None of these groups are obligated to respond; many are busy with other reviews or with their own work. But we always attempt to reach out, and respond to any concerns or questions raised. And then we work to capture any answers, or resultant changes, in a permanent location like the specification or explainer.
Conclusion
Notably, these guidelines do not have an explicit requirement that a feature be standardized (as opposed to specified), or that a feature have multi-implementer consensus. Instead, factors like those are inputs into the overall evaluation. Indeed, all engines implement features ahead of others, or ahead of formal standardization. (See the "Browser-Specific" section of the Web API Confluence Dashboard). But our process requires significant up-front investment from Chromium contributors before a feature is considered ready to ship, to help promote our values.
Even if other browsers have not yet implemented a feature, these artifacts are important to the Chromium project.

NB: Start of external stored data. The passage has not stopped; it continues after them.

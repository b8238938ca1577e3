//! Signed position in a single product.

use serde::{Deserialize, Serialize};

/// Position tracking. Quantity is signed: positive long, negative short.
///
/// Owned exclusively by the portfolio that created it; strategies only see
/// it through read-only accessors.
#[derive(Debug, Clone, PartialEq, Serialize, Deserialize)]
pub struct Position {
    pub product_id: String,
    pub quantity: f64,
    pub avg_entry_price: f64,
}

impl Position {
    pub fn new(product_id: impl Into<String>) -> Self {
        Self {
            product_id: product_id.into(),
            quantity: 0.0,
            avg_entry_price: 0.0,
        }
    }

    pub fn is_long(&self) -> bool {
        self.quantity > 0.0
    }

    pub fn is_short(&self) -> bool {
        self.quantity < 0.0
    }

    pub fn is_flat(&self) -> bool {
        self.quantity == 0.0
    }

    /// Signed marked-to-market value.
    pub fn market_value(&self, price: f64) -> f64 {
        self.quantity * price
    }

    /// Unsigned contribution to gross exposure.
    pub fn exposure(&self, price: f64) -> f64 {
        self.quantity.abs() * price
    }

    pub fn unrealized_pnl(&self, price: f64) -> f64 {
        self.quantity * (price - self.avg_entry_price)
    }

    /// Apply a signed fill at `price`.
    ///
    /// Increasing the position on the same side blends the entry price as a
    /// quantity-weighted average; reducing keeps it; crossing through zero
    /// restarts the remaining lot at the fill price.
    pub(crate) fn apply(&mut self, quantity: f64, price: f64) {
        let new_quantity = self.quantity + quantity;
        if self.quantity == 0.0 {
            self.avg_entry_price = price;
        } else if self.quantity.signum() == quantity.signum() {
            let total = self.quantity.abs() + quantity.abs();
            self.avg_entry_price =
                (self.avg_entry_price * self.quantity.abs() + price * quantity.abs()) / total;
        } else if new_quantity != 0.0 && new_quantity.signum() != self.quantity.signum() {
            self.avg_entry_price = price;
        }
        self.quantity = new_quantity;
    }
}

#[cfg(test)]
mod tests {
    use super::*;

    #[test]
    fn same_side_increase_blends_entry_price() {
        let mut pos = Position::new("AAPL");
        pos.apply(100.0, 10.0);
        pos.apply(100.0, 20.0);
        assert_eq!(pos.quantity, 200.0);
        assert_eq!(pos.avg_entry_price, 15.0);
    }

    #[test]
    fn reduction_keeps_entry_price() {
        let mut pos = Position::new("AAPL");
        pos.apply(100.0, 10.0);
        pos.apply(-40.0, 25.0);
        assert_eq!(pos.quantity, 60.0);
        assert_eq!(pos.avg_entry_price, 10.0);
    }

    #[test]
    fn crossing_zero_restarts_entry_price() {
        let mut pos = Position::new("AAPL");
        pos.apply(100.0, 10.0);
        pos.apply(-150.0, 12.0);
        assert_eq!(pos.quantity, -50.0);
        assert_eq!(pos.avg_entry_price, 12.0);
        assert!(pos.is_short());
    }

    #[test]
    fn pnl_follows_sign() {
        let mut long = Position::new("AAPL");
        long.apply(10.0, 100.0);
        assert_eq!(long.unrealized_pnl(110.0), 100.0);

        let mut short = Position::new("AAPL");
        short.apply(-10.0, 100.0);
        assert_eq!(short.unrealized_pnl(110.0), -100.0);
    }
}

Creating solid explainers, specs, and tests, and gathering feedback and wide review, can move us toward future interoperability, and decrease the risk in the eyes of the API OWNERS. Indeed, even if other browsers are opposed to a feature, by taking the steps above, we can confidently state that we minimized risk, and layed out a well-lit path in case the other browsers change their evaluation or their priorities in the future. This shows that in addition to a feature promoting a useful and thriving web, and being designed well with respect to the priority of constituencies, we have made a strong effort to ensure the feature upholds the web's open nature as well.